Skewed join in Pig
- Joining skewed data using apache Pig skewed join.In a distributed processing environment Data skew is a serious problem,and occurs when the data is not evenly divided among the key tuples from the map phase.
- To help the data skew issue with joins Apache Pig is used.
- Using two-table skewed join works.
- Construct the join Used “skewed”‘ to force it used skewed join.
pig.skewed join.reduce.memusage
- specifies the reducer to perform the join.
- Pig forces low fraction for more reducer but increases copying cost.
- Difficult to presence Parallel joins for underlying data.
- The underlying data is sufficiently skewed, load too much of the parallelism gains.
- Skewed join does not have restriction on the size of the input keys.
- It accomplishes by dividing one of the input on the join and other input.
Implementation:
- Skewed join it translates into two map/reduce jobs.
- The root job samples the input records and computes the underlying key space.

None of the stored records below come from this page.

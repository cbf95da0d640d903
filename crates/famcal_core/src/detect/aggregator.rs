//! Merges raw classifier matches into ranked conflict records.
//!
//! # Responsibility
//! - Run enabled classifiers in fixed order.
//! - Group matches into one `DetectedConflict` per fired rule kind.
//! - Apply the double-booking severity coupling and compute priority.
//!
//! # Invariants
//! - Output is sorted by descending priority; ties keep classifier order.
//! - Priority is clamped to `1..=10`.

use crate::detect::classifiers::{classifier_for, ClassifierContext, RawMatch};
use crate::model::conflict::{ConflictRule, ConflictType, DetectedConflict, Severity};
use crate::model::event::{Event, Person, PersonId};
use crate::rules::registry::RuleRegistry;
use crate::schedule::interval::ScheduledEvent;
use chrono::{DateTime, Utc};
use log::debug;
use std::collections::BTreeSet;
use uuid::Uuid;

const MIN_PRIORITY: u8 = 1;
const MAX_PRIORITY: u8 = 10;

/// Matches produced by one enabled rule.
#[derive(Debug, Clone)]
pub struct ClassifiedGroup<'r> {
    pub rule: &'r ConflictRule,
    pub matches: Vec<RawMatch>,
}

/// Runs every enabled classifier and keeps the groups that matched.
pub fn classify_all<'r>(
    candidate: &ScheduledEvent<'_>,
    existing: &[ScheduledEvent<'_>],
    context: &ClassifierContext<'_>,
    rules: &'r RuleRegistry,
) -> Vec<ClassifiedGroup<'r>> {
    rules
        .enabled_rules()
        .filter_map(|rule| {
            let matches = classifier_for(rule.kind)(candidate, existing, context, rule);
            debug!(
                "event=classifier_run module=detect kind={} matches={}",
                rule.kind.as_str(),
                matches.len()
            );
            (!matches.is_empty()).then_some(ClassifiedGroup { rule, matches })
        })
        .collect()
}

/// Builds ranked conflict records from classified groups.
///
/// Resolutions are left empty; the caller attaches them afterwards.
pub fn aggregate(
    candidate: &ScheduledEvent<'_>,
    existing: &[ScheduledEvent<'_>],
    groups: &[ClassifiedGroup<'_>],
    context: &ClassifierContext<'_>,
    detected_at: DateTime<Utc>,
) -> Vec<DetectedConflict> {
    let double_booked = double_booked_pairs(candidate, existing, groups);

    let mut conflicts: Vec<DetectedConflict> = groups
        .iter()
        .map(|group| {
            let kind = group.rule.kind;
            let mut severity = group
                .matches
                .iter()
                .map(|raw| raw.severity_hint)
                .max()
                .unwrap_or(group.rule.severity);
            if kind == ConflictType::TimeOverlap
                && group.matches.iter().any(|raw| {
                    double_booked.contains(&pair_key(candidate.event, existing[raw.index].event))
                })
            {
                severity = severity.upgraded();
            }

            let conflicting_events: Vec<Event> = group
                .matches
                .iter()
                .map(|raw| existing[raw.index].event.clone())
                .collect();
            let priority = compute_priority(
                severity,
                candidate.event,
                &conflicting_events,
                context.config.cost_threshold,
            );
            let affected_people = affected_people(
                candidate.event,
                &conflicting_events,
                context.people,
                &context.config.family_sentinel,
            );

            DetectedConflict {
                id: Uuid::new_v4(),
                kind,
                severity,
                priority,
                new_event: candidate.event.clone(),
                summary: summarize(kind, conflicting_events.len()),
                conflicting_events,
                affected_people,
                detected_at,
                resolutions: Vec::new(),
            }
        })
        .collect();

    conflicts.sort_by(|left, right| right.priority.cmp(&left.priority));
    conflicts
}

/// `base(severity) + costWeight + statusWeight`, clamped to `1..=10`.
pub fn compute_priority(
    severity: Severity,
    candidate: &Event,
    conflicting: &[Event],
    cost_threshold: f64,
) -> u8 {
    let involved = || std::iter::once(candidate).chain(conflicting.iter());
    let cost_weight = u8::from(involved().any(|event| event.cost > cost_threshold));
    let status_weight = u8::from(involved().any(Event::is_confirmed));
    (severity.base_priority() + cost_weight + status_weight).clamp(MIN_PRIORITY, MAX_PRIORITY)
}

/// Union of involved people; the family sentinel expands to every known person.
///
/// With no known people the sentinel itself is kept.
pub fn affected_people(
    candidate: &Event,
    conflicting: &[Event],
    people: &[Person],
    family_sentinel: &str,
) -> BTreeSet<PersonId> {
    let mut affected = BTreeSet::new();
    for event in std::iter::once(candidate).chain(conflicting.iter()) {
        if event.is_family(family_sentinel) {
            if people.is_empty() {
                affected.insert(event.person_id.clone());
            } else {
                affected.extend(people.iter().map(|person| person.id.clone()));
            }
        } else {
            affected.insert(event.person_id.clone());
        }
    }
    affected
}

fn double_booked_pairs<'e>(
    candidate: &ScheduledEvent<'e>,
    existing: &[ScheduledEvent<'e>],
    groups: &[ClassifiedGroup<'_>],
) -> BTreeSet<(&'e str, &'e str)> {
    groups
        .iter()
        .filter(|group| group.rule.kind == ConflictType::DoubleBooking)
        .flat_map(|group| group.matches.iter())
        .map(|raw| pair_key(candidate.event, existing[raw.index].event))
        .collect()
}

/// Unordered event-id pair.
fn pair_key<'e>(a: &'e Event, b: &'e Event) -> (&'e str, &'e str) {
    if a.id <= b.id {
        (a.id.as_str(), b.id.as_str())
    } else {
        (b.id.as_str(), a.id.as_str())
    }
}

fn summarize(kind: ConflictType, count: usize) -> String {
    let noun = if count == 1 { "event" } else { "events" };
    format!("{} with {count} existing {noun}", kind.label())
}
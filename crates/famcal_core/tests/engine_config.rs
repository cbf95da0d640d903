use famcal_core::{ConfigError, ConflictService, EngineConfig, Event, ResolutionType};
use std::io::Write;

#[test]
fn loads_config_file_and_applies_travel_buffer() {
    let mut file = tempfile::NamedTempFile::new().expect("temp file");
    write!(file, r#"{{"travel_buffer_minutes": 5}}"#).expect("write config");

    let config = EngineConfig::load(file.path()).expect("config should load");
    assert_eq!(config.travel_buffer_minutes, 5);

    let service = ConflictService::new(config).expect("service should build");
    let candidate =
        Event::new("new", "Gym", "ade", "2025-09-04", "18:00", 60).with_location("Gym A");
    let existing =
        [Event::new("old", "Judo", "ade", "2025-09-04", "17:10", 40).with_location("Gym B")];
    let conflicts = service
        .detect_conflicts(&candidate, &existing, &[])
        .expect("detection should succeed");
    assert!(conflicts.is_empty());
}

#[test]
fn custom_family_sentinel_drives_family_classifier() {
    let config = EngineConfig::from_json_str(r#"{"family_sentinel": "everyone"}"#)
        .expect("config should parse");
    let service = ConflictService::new(config).expect("service should build");

    let candidate = Event::new("new", "Picnic", "everyone", "2025-09-06", "10:00", 120);
    let existing = [Event::new("old", "Swim", "amari", "2025-09-06", "10:30", 30)];
    let conflicts = service
        .detect_conflicts(&candidate, &existing, &[])
        .expect("detection should succeed");
    assert_eq!(conflicts.len(), 1);
    assert!(conflicts[0].affected_people.contains("everyone"));
}

#[test]
fn missing_config_file_is_io_error() {
    let dir = tempfile::tempdir().expect("temp dir");
    let err = EngineConfig::load(&dir.path().join("absent.json")).expect_err("missing file");
    assert!(matches!(err, ConfigError::Io { .. }));
}

#[test]
fn invalid_config_file_is_rejected() {
    let mut file = tempfile::NamedTempFile::new().expect("temp file");
    write!(file, r#"{{"day_start": "25:00"}}"#).expect("write config");
    let err = EngineConfig::load(file.path()).expect_err("invalid window must fail");
    assert!(matches!(err, ConfigError::Invalid(_)));
}

#[test]
fn day_window_bounds_reschedule_suggestions() {
    let config = EngineConfig::from_json_str(r#"{"day_end": "15:30"}"#).expect("config");
    let service = ConflictService::new(config).expect("service should build");

    let candidate = Event::new("new", "Swim", "amari", "2025-09-04", "14:00", 60);
    let existing = [Event::new("old", "Piano", "amari", "2025-09-04", "14:30", 30)];
    let conflicts = service
        .detect_conflicts(&candidate, &existing, &[])
        .expect("detection should succeed");
    let reschedule = conflicts[0]
        .resolutions
        .iter()
        .find(|resolution| resolution.kind == ResolutionType::Reschedule)
        .expect("reschedule is always offered");
    assert_eq!(reschedule.suggested_start, None);
    assert!(reschedule.description.contains("free time slot"));
}

#[test]
fn oversized_slot_step_never_reaches_the_service() {
    let err = EngineConfig::from_json_str(r#"{"slot_step_minutes": 9223372036854775807}"#)
        .expect_err("step must be bounded");
    assert!(matches!(err, ConfigError::Invalid(_)));

    let config = EngineConfig {
        slot_step_minutes: i64::MAX,
        ..EngineConfig::default()
    };
    assert!(ConflictService::new(config).is_err());
}
//! CLI smoke entry point.
//!
//! # Responsibility
//! - Verify `famcal_core` linkage without a host application.
//! - Run one fixed detection scenario and print it as JSON.
//! - Optional first argument: absolute log directory for rolling file logs.

use famcal_core::{default_log_level, init_logging, ConflictService, Event, Person};
use std::process::ExitCode;

fn main() -> ExitCode {
    println!("famcal_core version={}", famcal_core::core_version());

    if let Some(log_dir) = std::env::args().nth(1) {
        if let Err(err) = init_logging(default_log_level(), &log_dir) {
            eprintln!("failed to initialize logging: {err}");
            return ExitCode::FAILURE;
        }
    }

    let service = ConflictService::default();
    let people = [
        Person::new("amari", "Amari", "#f97316"),
        Person::new("askia", "Askia", "#22c55e"),
    ];
    let candidate = Event::new("probe-new", "Swim practice", "amari", "2025-09-04", "14:00", 60);
    let existing = [Event::new("probe-old", "Piano", "amari", "2025-09-04", "14:30", 30)];

    let conflicts = match service.detect_conflicts(&candidate, &existing, &people) {
        Ok(conflicts) => conflicts,
        Err(err) => {
            eprintln!("{}: {err}", err.user_message());
            return ExitCode::FAILURE;
        }
    };
    match serde_json::to_string_pretty(&conflicts) {
        Ok(json) => println!("{json}"),
        Err(err) => {
            eprintln!("failed to render conflicts: {err}");
            return ExitCode::FAILURE;
        }
    }
    ExitCode::SUCCESS
}
//! RelationAggregator: applies content events to related-tag records

use super::content::TaggedContent;
use super::rank::{build_record, rank, ranked_view, RankedRelation, DEFAULT_MAX_RELATED};
use super::record::{Delta, TagRelationRecord};
use crate::config::Config;
use crate::render::{LinkRenderer, TemplateRenderer};
use crate::storage::{Expected, RelationStore, StorageError, WriteOutcome};
use std::collections::{HashMap, HashSet};
use std::sync::Arc;
use thiserror::Error;
use tracing::{debug, warn};

/// Default number of read-merge-write attempts per tag
pub const DEFAULT_MAX_RETRIES: u32 = 8;

/// Errors that can occur while aggregating related tags
#[derive(Debug, Error)]
pub enum RelationError {
    #[error("Storage error: {0}")]
    Storage(#[from] StorageError),

    #[error("Tag '{tag}' was modified concurrently; gave up after {attempts} attempts")]
    Contention { tag: String, attempts: u32 },
}

/// Result type for aggregator operations
pub type RelationResult<T> = Result<T, RelationError>;

/// Maintains the related-tag record of every tag in a store.
///
/// Holds no tag state itself. Each per-tag update is a read-merge-write
/// cycle closed with a compare-and-swap on the record's version stamp, so
/// one aggregator (or several processes sharing a database) may apply
/// events concurrently without losing updates.
#[derive(Clone)]
pub struct RelationAggregator {
    store: Arc<dyn RelationStore>,
    renderer: Arc<dyn LinkRenderer>,
    max_related: usize,
    max_retries: u32,
}

impl RelationAggregator {
    /// Create an aggregator over `store` with default settings
    pub fn new(store: Arc<dyn RelationStore>) -> Self {
        Self {
            store,
            renderer: Arc::new(TemplateRenderer::default()),
            max_related: DEFAULT_MAX_RELATED,
            max_retries: DEFAULT_MAX_RETRIES,
        }
    }

    /// Create an aggregator configured from `config`
    pub fn from_config(store: Arc<dyn RelationStore>, config: &Config) -> Self {
        Self::new(store)
            .with_renderer(Arc::new(TemplateRenderer::new(config.link_template.clone())))
            .with_max_related(config.max_related)
            .with_max_retries(config.max_retries)
    }

    pub fn with_renderer(mut self, renderer: Arc<dyn LinkRenderer>) -> Self {
        self.renderer = renderer;
        self
    }

    /// Cap on retained related tags (inclusive, at least 1)
    pub fn with_max_related(mut self, max_related: usize) -> Self {
        self.max_related = max_related.max(1);
        self
    }

    /// Attempts per tag before giving up with `Contention` (at least 1)
    pub fn with_max_retries(mut self, max_retries: u32) -> Self {
        self.max_retries = max_retries.max(1);
        self
    }

    pub fn max_related(&self) -> usize {
        self.max_related
    }

    pub fn store(&self) -> &Arc<dyn RelationStore> {
        &self.store
    }

    // --- Write ---

    /// Apply the tag set of one content item.
    ///
    /// Repeated tag names count once. Fewer than two distinct tags is a
    /// no-op. Updates that completed before an error stay applied.
    pub fn apply<S: AsRef<str>>(&self, tags: &[S], delta: Delta) -> RelationResult<()> {
        let mut seen = HashSet::new();
        let distinct: Vec<&str> = tags
            .iter()
            .map(AsRef::as_ref)
            .filter(|tag| seen.insert(*tag))
            .collect();

        if distinct.len() < 2 {
            debug!(tags = distinct.len(), %delta, "fewer than two tags, nothing to relate");
            return Ok(());
        }

        for (i, tag) in distinct.iter().enumerate() {
            let others: Vec<&str> = distinct
                .iter()
                .enumerate()
                .filter(|(j, _)| *j != i)
                .map(|(_, other)| *other)
                .collect();
            self.update_one(tag, &others, delta)?;
        }

        Ok(())
    }

    /// Record a newly created content item
    pub fn add_content(&self, item: &impl TaggedContent) -> RelationResult<()> {
        self.apply(item.tags(), Delta::Add)
    }

    /// Retract a deleted content item
    pub fn remove_content(&self, item: &impl TaggedContent) -> RelationResult<()> {
        self.apply(item.tags(), Delta::Remove)
    }

    /// Merge `others` into the record for `tag` and persist the result.
    ///
    /// Returns the record as written, or `None` if nothing was retained and
    /// the record is now absent.
    pub fn update_one<S: AsRef<str>>(
        &self,
        tag: &str,
        others: &[S],
        delta: Delta,
    ) -> RelationResult<Option<TagRelationRecord>> {
        for attempt in 1..=self.max_retries {
            let current = self.store.find_one(tag)?;
            let expected = Expected::from_read(current.as_ref());

            let merged = merge_counters(current.map(|v| v.record.counters), others, delta);
            let merged_len = merged.len();
            let ranked = rank(merged, self.max_related);
            debug!(tag, merged = merged_len, retained = ranked.len(), %delta, "merged related tags");

            let record = build_record(tag, &ranked, self.renderer.as_ref());
            let outcome = match &record {
                Some(record) => self.store.save_if(record, expected)?,
                None => {
                    debug!(tag, "removing orphan tag from related tags");
                    self.store.remove_if(tag, expected)?
                }
            };

            if outcome == WriteOutcome::Applied {
                return Ok(record);
            }
            warn!(tag, attempt, "related tags changed during update, retrying");
        }

        Err(RelationError::Contention {
            tag: tag.to_string(),
            attempts: self.max_retries,
        })
    }

    // --- Read ---

    /// The full record for `tag`, if one exists
    pub fn get_record(&self, tag: &str) -> RelationResult<Option<TagRelationRecord>> {
        Ok(self.store.find_one(tag)?.map(|v| v.record))
    }

    /// The retained counter map for `tag`, if a record exists
    pub fn get_related(&self, tag: &str) -> RelationResult<Option<HashMap<String, i64>>> {
        Ok(self.get_record(tag)?.map(|record| record.counters))
    }

    /// The rendered presentation for `tag`; empty when there is none
    pub fn get_rendered(&self, tag: &str) -> RelationResult<String> {
        Ok(self
            .get_record(tag)?
            .map(|record| record.rendered)
            .unwrap_or_default())
    }

    /// Related tags for `tag`, highest count first; empty when there is none
    pub fn ranked(&self, tag: &str) -> RelationResult<Vec<RankedRelation>> {
        Ok(self
            .get_related(tag)?
            .map(|counters| ranked_view(&counters))
            .unwrap_or_default())
    }
}

impl std::fmt::Debug for RelationAggregator {
    fn fmt(&self, f: &mut std::fmt::Formatter<'_>) -> std::fmt::Result {
        f.debug_struct("RelationAggregator")
            .field("max_related", &self.max_related)
            .field("max_retries", &self.max_retries)
            .finish_non_exhaustive()
    }
}

/// Add `delta` to the counter of every occurrence in `others`.
///
/// Starting from no existing counters this seeds each related tag with its
/// multiplicity in `others`, scaled by `delta`.
pub fn merge_counters<S: AsRef<str>>(
    existing: Option<HashMap<String, i64>>,
    others: &[S],
    delta: Delta,
) -> HashMap<String, i64> {
    let mut counters = existing.unwrap_or_default();
    for other in others {
        *counters.entry(other.as_ref().to_string()).or_insert(0) += delta.value();
    }
    counters
}
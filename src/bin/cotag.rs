//! cotag CLI: maintain and inspect related-tag records.
//!
//! Usage:
//!   cotag add <tags...> [--db path] [--config path]
//!   cotag remove <tags...>
//!   cotag show|related|rendered <tag>
//!   cotag list

use clap::{Parser, Subcommand};
use cotag::{Config, Delta, OpenStore, RelationAggregator, SqliteStore};
use std::path::PathBuf;
use std::sync::Arc;
use tracing::debug;
use tracing_subscriber::EnvFilter;

#[derive(Parser)]
#[command(name = "cotag", version, about = "Related-tag co-occurrence aggregator")]
struct Cli {
    #[command(subcommand)]
    command: Commands,
    /// Path to SQLite database file
    #[arg(long, global = true)]
    db: Option<PathBuf>,
    /// Path to YAML config file
    #[arg(long, global = true)]
    config: Option<PathBuf>,
    /// Increase log verbosity (-v debug, -vv trace)
    #[arg(short, long, global = true, action = clap::ArgAction::Count)]
    verbose: u8,
}

#[derive(Subcommand)]
enum Commands {
    /// Record a content item carrying these tags
    Add {
        #[arg(required = true)]
        tags: Vec<String>,
    },
    /// Retract a content item carrying these tags
    Remove {
        #[arg(required = true)]
        tags: Vec<String>,
    },
    /// Print the full record for a tag as JSON
    Show { tag: String },
    /// Print related tags, highest count first
    Related { tag: String },
    /// Print the rendered presentation for a tag
    Rendered { tag: String },
    /// List all tags that have related tags
    List,
}

/// Get the default database path (~/.local/share/cotag/cotag.db)
fn default_db_path() -> PathBuf {
    let data_dir = dirs::data_dir()
        .unwrap_or_else(|| dirs::home_dir().unwrap_or_default().join(".local/share"));
    data_dir.join("cotag").join("cotag.db")
}

fn init_tracing(verbose: u8) {
    let filter = EnvFilter::try_from_env("COTAG_LOG").unwrap_or_else(|_| {
        let level = match verbose {
            0 => "warn",
            1 => "debug",
            _ => "trace",
        };
        EnvFilter::new(format!("cotag={}", level))
    });

    tracing_subscriber::fmt()
        .with_env_filter(filter)
        .with_target(false)
        .with_writer(std::io::stderr)
        .init();
}

fn open_aggregator(db: Option<PathBuf>, config: Option<PathBuf>) -> Result<RelationAggregator, String> {
    let config = Config::load(config.as_deref()).map_err(|e| e.to_string())?;
    let db_path = db.unwrap_or_else(default_db_path);
    debug!(db = %db_path.display(), "opening store");
    let store = SqliteStore::open(&db_path).map_err(|e| format!("Failed to open database: {}", e))?;
    Ok(RelationAggregator::from_config(Arc::new(store), &config))
}

fn cmd_apply(aggregator: &RelationAggregator, tags: &[String], delta: Delta) -> i32 {
    match aggregator.apply(tags, delta) {
        Ok(()) => {
            let verb = match delta {
                Delta::Add => "Added",
                Delta::Remove => "Removed",
            };
            println!("{} co-occurrence of {} tag(s)", verb, tags.len());
            0
        }
        Err(e) => {
            eprintln!("Error: {}", e);
            1
        }
    }
}

fn cmd_show(aggregator: &RelationAggregator, tag: &str) -> i32 {
    match aggregator.get_record(tag) {
        Ok(Some(record)) => match serde_json::to_string_pretty(&record) {
            Ok(json) => {
                println!("{}", json);
                0
            }
            Err(e) => {
                eprintln!("Error: {}", e);
                1
            }
        },
        Ok(None) => {
            println!("No related tags for '{}'.", tag);
            0
        }
        Err(e) => {
            eprintln!("Error: {}", e);
            1
        }
    }
}

fn cmd_related(aggregator: &RelationAggregator, tag: &str) -> i32 {
    let ranked = match aggregator.ranked(tag) {
        Ok(ranked) => ranked,
        Err(e) => {
            eprintln!("Error: {}", e);
            return 1;
        }
    };
    if ranked.is_empty() {
        println!("No related tags for '{}'.", tag);
        return 0;
    }
    println!("{:<32}  {:>7}", "TAG", "COUNT");
    println!("{}", "-".repeat(41));
    for relation in ranked {
        println!("{:<32}  {:>7}", relation.tag, relation.count);
    }
    0
}

fn cmd_rendered(aggregator: &RelationAggregator, tag: &str) -> i32 {
    match aggregator.get_rendered(tag) {
        Ok(rendered) => {
            println!("{}", rendered);
            0
        }
        Err(e) => {
            eprintln!("Error: {}", e);
            1
        }
    }
}

fn cmd_list(aggregator: &RelationAggregator) -> i32 {
    match aggregator.store().list_tags() {
        Ok(tags) if tags.is_empty() => {
            println!("No tags recorded.");
            0
        }
        Ok(tags) => {
            for tag in tags {
                println!("{}", tag);
            }
            0
        }
        Err(e) => {
            eprintln!("Error: {}", e);
            1
        }
    }
}

fn main() {
    let cli = Cli::parse();
    init_tracing(cli.verbose);

    let aggregator = match open_aggregator(cli.db, cli.config) {
        Ok(a) => a,
        Err(e) => {
            eprintln!("Error: {}", e);
            std::process::exit(1);
        }
    };

    let code = match cli.command {
        Commands::Add { tags } => cmd_apply(&aggregator, &tags, Delta::Add),
        Commands::Remove { tags } => cmd_apply(&aggregator, &tags, Delta::Remove),
        Commands::Show { tag } => cmd_show(&aggregator, &tag),
        Commands::Related { tag } => cmd_related(&aggregator, &tag),
        Commands::Rendered { tag } => cmd_rendered(&aggregator, &tag),
        Commands::List => cmd_list(&aggregator),
    };
    std::process::exit(code);
}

- The second job modules the input table and performs a join on the predicate.
- In order to join two tables, the first tables is partitioned and another is streamed to the reducer.
- The map task uses the pig.keydist file to define the number of reducers per key.
- It sends the key to each of the reducers in a round robin(RR)fashion. Skewed joins happen in the reduce phase of the join job.